PDF, English Download (3MB) | Terms of use

Abstract

Precise temporal and spatial control of cell signaling processes is pivotal for embryonic development. A vast number of secreted signaling molecules such as Wnt ligands travel between cells and tissues and influence their fate. If they are to induce a signaling cascade depends on various control mechanisms of potential target cells. These can include the temporal expression control of pathway components or the generation of signaling agonisers or antagonisers. Control of Wnt/beta-catenin signaling is important for the establishment of left- rigt (l-r) neuronal asymmetries of the evolutionarily conserved habenulae in the vertebrate dorsal diencephalon.
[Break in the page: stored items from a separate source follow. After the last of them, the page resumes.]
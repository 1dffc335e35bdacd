use tracing_appender::rolling;
use tracing_subscriber::{EnvFilter, fmt, layer::SubscriberExt, util::SubscriberInitExt};

/// JSON lines to a daily-rotated file under `log_dir`, plus human-readable
/// stdout. `RUST_LOG` overrides the default `info` filter.
pub fn init_logging(log_dir: &str) {
    let file_appender = rolling::daily(log_dir, "collector.log");
    let file_layer = fmt::layer()
        .with_writer(file_appender)
        .with_ansi(false)
        .json();

    let stdout_layer = fmt::layer().with_writer(std::io::stdout);

    let env_filter = EnvFilter::try_from_default_env()
        .unwrap_or_else(|_| EnvFilter::new("info,reqwest=warn,hyper=warn"));

    tracing_subscriber::registry()
        .with(env_filter)
        .with(file_layer)
        .with(stdout_layer)
        .init();
}
use super::ParseError;
use crate::models::{ClientTraffic, MAIN_WAN_ID, TrafficCounter};
use once_cell::sync::Lazy;
use regex::Regex;
use tracing::warn;

static WAN_PATTERN: Lazy<Regex> =
    Lazy::new(|| Regex::new(r"wan:\s+([0-9]+)\s+([0-9]+)").expect("WAN pattern is valid"));

/// Longest prefix of an unmatched WAN dump kept in the error.
const EXCERPT_CHARS: usize = 64;

/// Parses an access point dump of `<mac> <rx_bytes> <tx_bytes>` lines.
///
/// Malformed lines are skipped with a warning. Empty input is not an error.
pub fn parse_client_traffic(data: &str) -> Vec<ClientTraffic> {
    let mut clients = Vec::new();

    for line in data.lines() {
        let line = line.trim();
        if line.is_empty() {
            continue;
        }

        let parts: Vec<&str> = line.split_whitespace().collect();
        let [mac, rx, tx] = parts.as_slice() else {
            warn!(line = %line, "Skipping malformed client traffic line.");
            continue;
        };

        let mac_address = mac.to_lowercase();
        if mac_address == MAIN_WAN_ID {
            warn!(line = %line, "Skipping client traffic line using the reserved WAN id.");
            continue;
        }

        let rx_bytes = match rx.parse::<u64>() {
            Ok(v) => v,
            Err(e) => {
                warn!(line = %line, error = %e, "Error parsing RX bytes, skipping line.");
                continue;
            }
        };
        let tx_bytes = match tx.parse::<u64>() {
            Ok(v) => v,
            Err(e) => {
                warn!(line = %line, error = %e, "Error parsing TX bytes, skipping line.");
                continue;
            }
        };

        clients.push(ClientTraffic {
            mac_address,
            counter: TrafficCounter::new(rx_bytes, tx_bytes),
        });
    }

    clients
}

/// Extracts the uplink counters from the first `wan: <rx> <tx>` occurrence.
///
/// Returns `Ok(None)` for an empty dump. A non-empty dump without the
/// pattern is an error.
pub fn parse_wan_traffic(data: &str) -> Result<Option<TrafficCounter>, ParseError> {
    if data.trim().is_empty() {
        return Ok(None);
    }

    let captures = WAN_PATTERN
        .captures(data)
        .ok_or_else(|| ParseError::PatternNotFound {
            len: data.len(),
            excerpt: data.chars().take(EXCERPT_CHARS).collect(),
        })?;

    let rx_bytes = parse_counter("WAN RX bytes", &captures[1])?;
    let tx_bytes = parse_counter("WAN TX bytes", &captures[2])?;

    Ok(Some(TrafficCounter::new(rx_bytes, tx_bytes)))
}

fn parse_counter(field: &'static str, value: &str) -> Result<u64, ParseError> {
    value.parse::<u64>().map_err(|_| ParseError::InvalidNumber {
        field,
        value: value.to_string(),
    })
}
use serde::{Deserialize, Serialize};

/// Entity id of the uplink interface. Never a valid hardware address.
pub const MAIN_WAN_ID: &str = "main_wan";

/// A pair of byte counters as reported by a gateway, or a delta between two of them.
#[derive(Debug, Clone, Copy, Default, PartialEq, Eq, Serialize, Deserialize)]
pub struct TrafficCounter {
    pub rx_bytes: u64,
    pub tx_bytes: u64,
}

impl TrafficCounter {
    pub const fn new(rx_bytes: u64, tx_bytes: u64) -> Self {
        Self { rx_bytes, tx_bytes }
    }
}

/// One line of an access point's per-client traffic dump.
#[derive(Debug, Clone, PartialEq, Eq, Serialize, Deserialize)]
pub struct ClientTraffic {
    pub mac_address: String, // lowercased
    pub counter: TrafficCounter,
}

/// One line of a DHCP lease dump, before it is stamped with the cycle time.
#[derive(Debug, Clone, PartialEq, Eq, Serialize, Deserialize)]
pub struct DhcpLease {
    pub mac_address: String, // lowercased
    pub lease_end_time: i64, // epoch seconds
    pub ip_address: String,
    pub hostname: String,
    pub client_id: String,
}
use crate::models::DhcpLease;
use once_cell::sync::Lazy;
use regex::Regex;
use tracing::warn;

/// `<lease_end> <mac> <ip> <hostname...> <client_id>`; hostname may contain spaces.
static LEASE_PATTERN: Lazy<Regex> = Lazy::new(|| {
    Regex::new(r"^([0-9]+)\s+([0-9a-fA-F:]{17})\s+([0-9.]+)\s+(.*?)\s+([0-9a-fA-F:]+)$")
        .expect("lease pattern is valid")
});

const UNKNOWN_HOSTNAME: &str = "Unknown";

/// Parses a dnsmasq-style lease dump. Lines that do not match are skipped with
/// a warning.
pub fn parse_dhcp_leases(data: &str) -> Vec<DhcpLease> {
    let mut leases = Vec::new();

    for line in data.lines() {
        let line = line.trim();
        if line.is_empty() {
            continue;
        }

        let Some(caps) = LEASE_PATTERN.captures(line) else {
            warn!(line = %line, "Skipping malformed DHCP lease line.");
            continue;
        };

        let lease_end_time = match caps[1].parse::<i64>() {
            Ok(v) => v,
            Err(e) => {
                warn!(line = %line, error = %e, "Error parsing lease end time, skipping line.");
                continue;
            }
        };

        leases.push(DhcpLease {
            mac_address: caps[2].to_lowercase(),
            lease_end_time,
            ip_address: caps[3].to_string(),
            hostname: normalize_hostname(&caps[4]),
            client_id: caps[5].to_string(),
        });
    }

    leases
}

// "*" means the client sent no hostname; otherwise trailing annotations are dropped.
fn normalize_hostname(raw: &str) -> String {
    let hostname = raw.trim();
    if hostname == "*" {
        return UNKNOWN_HOSTNAME.to_string();
    }
    hostname
        .split_whitespace()
        .next()
        .unwrap_or(hostname)
        .to_string()
}

#[cfg(test)]
mod tests {
    use super::*;

    #[test]
    fn test_parse_lease_line() {
        let data = "1718000000 AA:BB:CC:DD:EE:FF 192.168.1.23 laptop 01:aa:bb:cc:dd:ee:ff\n";
        let leases = parse_dhcp_leases(data);

        assert_eq!(
            leases,
            vec![DhcpLease {
                mac_address: "aa:bb:cc:dd:ee:ff".to_string(),
                lease_end_time: 1718000000,
                ip_address: "192.168.1.23".to_string(),
                hostname: "laptop".to_string(),
                client_id: "01:aa:bb:cc:dd:ee:ff".to_string(),
            }]
        );
    }

    #[test]
    fn test_star_hostname_becomes_unknown() {
        let data = "1718000000 aa:bb:cc:dd:ee:ff 10.0.0.2 * 01:aa:bb:cc:dd:ee:ff";
        let leases = parse_dhcp_leases(data);

        assert_eq!(leases.len(), 1);
        assert_eq!(leases[0].hostname, "Unknown");
    }

    #[test]
    fn test_hostname_keeps_first_token_only() {
        let data = "1718000000 aa:bb:cc:dd:ee:ff 10.0.0.2 living-room tv (static) 01:aa";
        let leases = parse_dhcp_leases(data);

        assert_eq!(leases.len(), 1);
        assert_eq!(leases[0].hostname, "living-room");
        assert_eq!(leases[0].client_id, "01:aa");
    }

    #[test]
    fn test_malformed_lease_lines_do_not_abort_batch() {
        let data = "garbage line\n\
                    1718000000 aa:bb:cc 10.0.0.2 host 01:aa\n\
                    1718000001 11:22:33:44:55:66 10.0.0.3 printer 01:11:22:33:44:55:66\n\
                    1718000002 aa:bb:cc:dd:ee:ff 10.0.0.4 phone *\n";
        let leases = parse_dhcp_leases(data);

        assert_eq!(leases.len(), 1);
        assert_eq!(leases[0].mac_address, "11:22:33:44:55:66");
        assert_eq!(leases[0].hostname, "printer");
    }

    #[test]
    fn test_non_ascii_digits_in_ip_are_rejected() {
        let data = "1718000000 aa:bb:cc:dd:ee:ff 10.0.0.\u{0662} host 01:aa\n\
                    1718000001 11:22:33:44:55:66 10.0.0.3 printer 01:11";
        let leases = parse_dhcp_leases(data);

        assert_eq!(leases.len(), 1);
        assert_eq!(leases[0].ip_address, "10.0.0.3");
    }

    #[test]
    fn test_empty_lease_dump() {
        assert!(parse_dhcp_leases("").is_empty());
    }
}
During neurogenesis, this pathway is activated only when habenular precursor cells become post-mitotic, although Wnt ligands secreted by the adjacent mid-diencephalic organizer (MDO) surround these cells much earlier. The underlying control mechanism and its purpose have remained unexplored. We find that Wnt signaling is indeed initially inhibited in habenular precursors and that this is required for habenular neurons to subsequently adopt different neuronal fates. Indeed, premature induction of the pathway critically delays neuronal differentiation which ultimately lead to precursor differentiation into only one out of two neuron types of the habenulae on both sides of the brain. We further show that the early activation of Wnt signaling is naturally prevented by Wnt inhibitor factor 1 (Wif1), which is specifically expressed in the habenulae until precursors become post-mitotic. Suppression of wif1 phenocopies the effect of early Wnt induction. Furthermore, wif1 expression is positively regulated by Wnt signaling showing that wif1 is functioning within a negative feedback loop. Our data are consistent with a model by which Wif1 dynamically shields early multipotent habenular precursor cells from incoming Wnt ligands secreted by the MDO and possibly other the sources until they become post-mitotic and differentiate into neurons. wif1 and different Wnt ligands are overlappingly expressed in a number of developing structures including both the habenulae the downstream target the interpenduncular nucleus (IPN). This suggests that the Wnt/Wif1 buffering system may serve as a general mechanism for temporally tuning neurogenesis across the different nuclei of the brain.